The case most often cited from the medieval period is that of Lidwina of Schiedam (1380–1433), a Dutch holy woman whose chroniclers described a decades-long illness beginning after a fall while ice-skating: difficulty walking, weakness, episodes of blindness, and waxing-and-waning paralysis that spared her until her death. Several authors have suggested this is a plausible early description of MS, though such a retrospective diagnosis from devotional hagiography can never be confirmed and should be treated as suggestive rather than certain. What these early fragments establish is not a firm diagnosis but a backdrop: the raw experience of MS existed long before the concept did.
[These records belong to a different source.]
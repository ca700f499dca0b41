//! apiconform-core: Config, test-case values and verdict logic
//!
//! This crate holds the types shared by the runner and the CLI: the decoded
//! run configuration, typed test-case values, per-case outcomes, and the
//! policy that turns outcomes into a pass/fail verdict and exit code.

pub mod cases;
pub mod config;
pub mod report;
pub mod verdict;

pub use cases::{CaseKind, CaseValue, Scalar, TestCaseSet};
pub use config::{AuthConfig, Config, ConfigError, RawConfig};
pub use report::{CaseOutcome, OutcomeStatus, RunReport};
pub use verdict::{
    Failure, FailureCategory, FailureType, Severity, Verdict, VerdictPolicy, VerdictStatus,
};
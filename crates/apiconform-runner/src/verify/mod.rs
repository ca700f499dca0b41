//! Endpoint verification: one GET, checked against status, envelope and schema.

pub mod checks;

use std::fmt;
use std::time::Instant;

use serde_json::Value;
use tracing::{debug, warn};

use crate::locate::{LocateError, find_schema};
use crate::session::Session;
use crate::spec::ApiDocument;

/// Bodies quoted in errors are cut at this many bytes.
const MAX_BODY_SNIPPET: usize = 512;

/// Ordered query parameters. A list value becomes one pair per element.
#[derive(Debug, Clone, Default, PartialEq, Eq)]
pub struct QueryParams(Vec<(String, String)>);

impl QueryParams {
    #[must_use]
    pub fn new() -> Self {
        Self::default()
    }

    #[must_use]
    pub fn with(mut self, name: &str, values: impl IntoIterator<Item = String>) -> Self {
        self.0.extend(values.into_iter().map(|v| (name.to_string(), v)));
        self
    }

    #[must_use]
    pub fn pairs(&self) -> &[(String, String)] {
        &self.0
    }

    #[must_use]
    pub fn is_empty(&self) -> bool {
        self.0.is_empty()
    }
}

/// One endpoint invocation to verify.
#[derive(Debug, Clone)]
pub struct EndpointCall {
    /// Path below the base URL, e.g. `/games/7`
    pub path: String,
    /// Schema definition the body must match, e.g. `GameResource` or `Error`
    pub resource: String,
    pub expected_status: u16,
    pub query: QueryParams,
    /// Properties that may be `null` or absent regardless of the document.
    /// A bare name refers to `attributes`; a `/`-prefixed path is taken as is.
    pub nullable_fields: Vec<String>,
}

impl EndpointCall {
    #[must_use]
    pub fn new(path: impl Into<String>, resource: impl Into<String>, expected_status: u16) -> Self {
        Self {
            path: path.into(),
            resource: resource.into(),
            expected_status,
            query: QueryParams::new(),
            nullable_fields: Vec::new(),
        }
    }

    #[must_use]
    pub fn with_query(mut self, query: QueryParams) -> Self {
        self.query = query;
        self
    }

    #[must_use]
    pub fn with_nullable(mut self, fields: &[&str]) -> Self {
        self.nullable_fields = fields.iter().map(|f| (*f).to_string()).collect();
        self
    }
}

/// Resource objects of a validated success body.
#[derive(Debug, Clone, PartialEq)]
pub enum Payload {
    One(Value),
    Many(Vec<Value>),
}

impl Payload {
    #[must_use]
    pub fn items(&self) -> Vec<&Value> {
        match self {
            Self::One(v) => vec![v],
            Self::Many(items) => items.iter().collect(),
        }
    }

    #[must_use]
    pub fn len(&self) -> usize {
        match self {
            Self::One(_) => 1,
            Self::Many(items) => items.len(),
        }
    }

    #[must_use]
    pub fn is_empty(&self) -> bool {
        self.len() == 0
    }
}

/// Non-fatal findings of a call that otherwise conformed.
#[derive(Debug, Clone, PartialEq)]
pub enum CallWarning {
    /// The document does not declare the expected status for this operation
    StatusNotDeclared {
        status: u16,
        /// Matched path template; `None` when no operation matches the path
        operation: Option<String>,
    },
    ResponseTimeExceeded { elapsed: f64, limit: f64 },
}

impl fmt::Display for CallWarning {
    fn fmt(&self, f: &mut fmt::Formatter<'_>) -> fmt::Result {
        match self {
            Self::StatusNotDeclared {
                status,
                operation: Some(template),
            } => write!(f, "status {status} is not declared for GET {template}"),
            Self::StatusNotDeclared {
                status,
                operation: None,
            } => write!(f, "status {status} expected but no GET operation matches the path"),
            Self::ResponseTimeExceeded { elapsed, limit } => {
                write!(f, "response took {elapsed:.3}s (limit {limit:.3}s)")
            }
        }
    }
}

/// Outcome of a conforming call.
#[derive(Debug, Clone)]
pub struct EndpointCallResult {
    pub status: u16,
    /// Full request URL including the query string
    pub url: String,
    /// Seconds from send to body read
    pub elapsed: f64,
    /// Parsed body; `Null` when empty or not JSON on a response that needs no validation
    pub body: Value,
    /// Resource objects, present for success statuses with a body
    pub payload: Option<Payload>,
    pub warnings: Vec<CallWarning>,
}

/// A call that did not conform, with the URL to reproduce it.
#[derive(Debug, thiserror::Error)]
#[error("{kind} [GET {url}]")]
pub struct VerifyError {
    pub url: String,
    pub kind: VerifyErrorKind,
}

#[derive(Debug, thiserror::Error)]
pub enum VerifyErrorKind {
    #[error("expected status {expected}, got {actual}: {body}")]
    StatusMismatch {
        expected: u16,
        actual: u16,
        body: String,
    },
    #[error("malformed response envelope: {reason}")]
    EnvelopeMalformed { reason: String, body: String },
    #[error("schema violation at '{property}': expected {expected}, got {actual}")]
    SchemaViolation {
        property: String,
        expected: String,
        actual: String,
    },
    #[error(transparent)]
    SchemaNotFound(#[from] LocateError),
    #[error("request timed out after {secs:.1}s")]
    Timeout { secs: f64 },
    #[error("connection failed: {0}")]
    Connect(String),
    #[error("transport error: {0}")]
    Transport(String),
}

/// Call an endpoint and check the response against the document.
///
/// # Errors
///
/// The first violation found: status, envelope, schema, or transport.
pub fn verify(
    session: &Session,
    doc: &ApiDocument,
    call: &EndpointCall,
) -> Result<EndpointCallResult, VerifyError> {
    let request = session
        .request(&call.path, call.query.pairs())
        .map_err(|e| VerifyError {
            url: session.url(&call.path),
            kind: VerifyErrorKind::Transport(error_chain(&e)),
        })?;
    let url = request.url().to_string();
    let fail = |kind| VerifyError {
        url: url.clone(),
        kind,
    };

    debug!(url = %url, expected = call.expected_status, resource = %call.resource, "GET");

    let start = Instant::now();
    let response = session
        .execute(request)
        .map_err(|e| fail(transport_kind(&e, session)))?;
    let status = response.status().as_u16();
    let text = response
        .text()
        .map_err(|e| fail(transport_kind(&e, session)))?;
    let elapsed = start.elapsed().as_secs_f64();

    debug!(url = %url, status, elapsed, "response");

    if status != call.expected_status {
        return Err(fail(VerifyErrorKind::StatusMismatch {
            expected: call.expected_status,
            actual: status,
            body: snippet(&text),
        }));
    }

    let parsed: Option<Value> = serde_json::from_str(&text).ok();
    let is_success = (200..300).contains(&status);

    let payload = if is_success && status != 204 {
        let body = parsed.as_ref().ok_or_else(|| {
            fail(VerifyErrorKind::EnvelopeMalformed {
                reason: "body is not JSON".into(),
                body: snippet(&text),
            })
        })?;
        let payload = checks::envelope(body).map_err(|reason| {
            fail(VerifyErrorKind::EnvelopeMalformed {
                reason,
                body: snippet(&text),
            })
        })?;
        let schema = find_schema(doc, &call.resource).map_err(|e| fail(e.into()))?;
        let relaxed = checks::relax(&schema.schema, &call.nullable_fields);
        checks::validate_payload(doc.strategy(), &relaxed, &payload).map_err(&fail)?;
        Some(payload)
    } else {
        if status >= 400 {
            checks::error_body(doc, &call.resource, parsed.as_ref(), &text).map_err(&fail)?;
        }
        None
    };

    let warnings = call_warnings(session, doc, call, elapsed);
    for warning in &warnings {
        warn!(url = %url, "{warning}");
    }

    Ok(EndpointCallResult {
        status,
        url,
        elapsed,
        body: parsed.unwrap_or(Value::Null),
        payload,
        warnings,
    })
}

fn call_warnings(
    session: &Session,
    doc: &ApiDocument,
    call: &EndpointCall,
    elapsed: f64,
) -> Vec<CallWarning> {
    let mut warnings = Vec::new();

    let operation = doc.operation("GET", &call.path);
    if !operation.is_some_and(|op| op.declares_status(call.expected_status)) {
        warnings.push(CallWarning::StatusNotDeclared {
            status: call.expected_status,
            operation: operation.map(|op| op.path.clone()),
        });
    }

    if let Some(limit) = session.response_time_limit() {
        if elapsed > limit {
            warnings.push(CallWarning::ResponseTimeExceeded { elapsed, limit });
        }
    }

    warnings
}

fn transport_kind(e: &reqwest::Error, session: &Session) -> VerifyErrorKind {
    if e.is_timeout() {
        VerifyErrorKind::Timeout {
            secs: session.timeout().as_secs_f64(),
        }
    } else if e.is_connect() {
        VerifyErrorKind::Connect(error_chain(e))
    } else {
        VerifyErrorKind::Transport(error_chain(e))
    }
}

/// Error message including its sources, e.g. `error sending request: connection refused`.
fn error_chain(e: &dyn std::error::Error) -> String {
    let mut message = e.to_string();
    let mut source = e.source();
    while let Some(cause) = source {
        message.push_str(": ");
        message.push_str(&cause.to_string());
        source = cause.source();
    }
    message
}

/// Truncate on a char boundary.
pub(crate) fn snippet(text: &str) -> String {
    if text.len() <= MAX_BODY_SNIPPET {
        return text.to_string();
    }
    let mut end = MAX_BODY_SNIPPET;
    while end > 0 && !text.is_char_boundary(end) {
        end -= 1;
    }
    format!("{}…({} bytes total)", &text[..end], text.len())
}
The reason the disease stayed hidden is partly geographic and partly conceptual. MS is more common in temperate, higher-latitude regions, and its relapsing course meant that even attentive physicians saw only isolated episodes rather than a unifying pattern. The disease needed two things to become visible: detailed long-term observation of individual patients, and the post-mortem study of the brain and spinal cord. Both arrived in the nineteenth century, and the first to supply the former did so without any medical training at all — he simply wrote down, year after year, what was happening to his own body.
The Diary of Augustus d'Esté
The earliest record from which a confident diagnosis of multiple sclerosis can be made belongs not to a physician but to a patient: Sir Augustus Frederick d'Esté (1794–1848), a grandson of King George III. Beginning around 1822, d'Esté kept a private diary in which he meticulously recorded the course of a baffling illness that would shadow the rest of his life. His account is so clear and so clinically detailed that, when the diary was finally published in the twentieth century, neurologists could read in it the unmistakable signature of MS — making him, in the words of later historians, the first person for whom a definite diagnosis of multiple sclerosis can be established.
D'Esté's first symptom, around 1822, was a transient loss of vision — an episode consistent with optic neuritis, a common opening act of MS — which came on after he travelled to a funeral and strained to suppress his grief. Over the following years his diary records the disease unfolding in the classic relapsing-remitting manner: bouts of double vision, weakness and numbness in the legs, unsteadiness, bladder trouble, and problems that would partly recede only to return from a new direction. He documented the remedies of his era too — bleeding, plasters, steel-and-quinine tonics, mineral baths, electrical treatments, and a strikingly modern-sounding emphasis on horseback riding and exercise — leaving an unusually intimate portrait of living with a chronic neurological disease two centuries ago.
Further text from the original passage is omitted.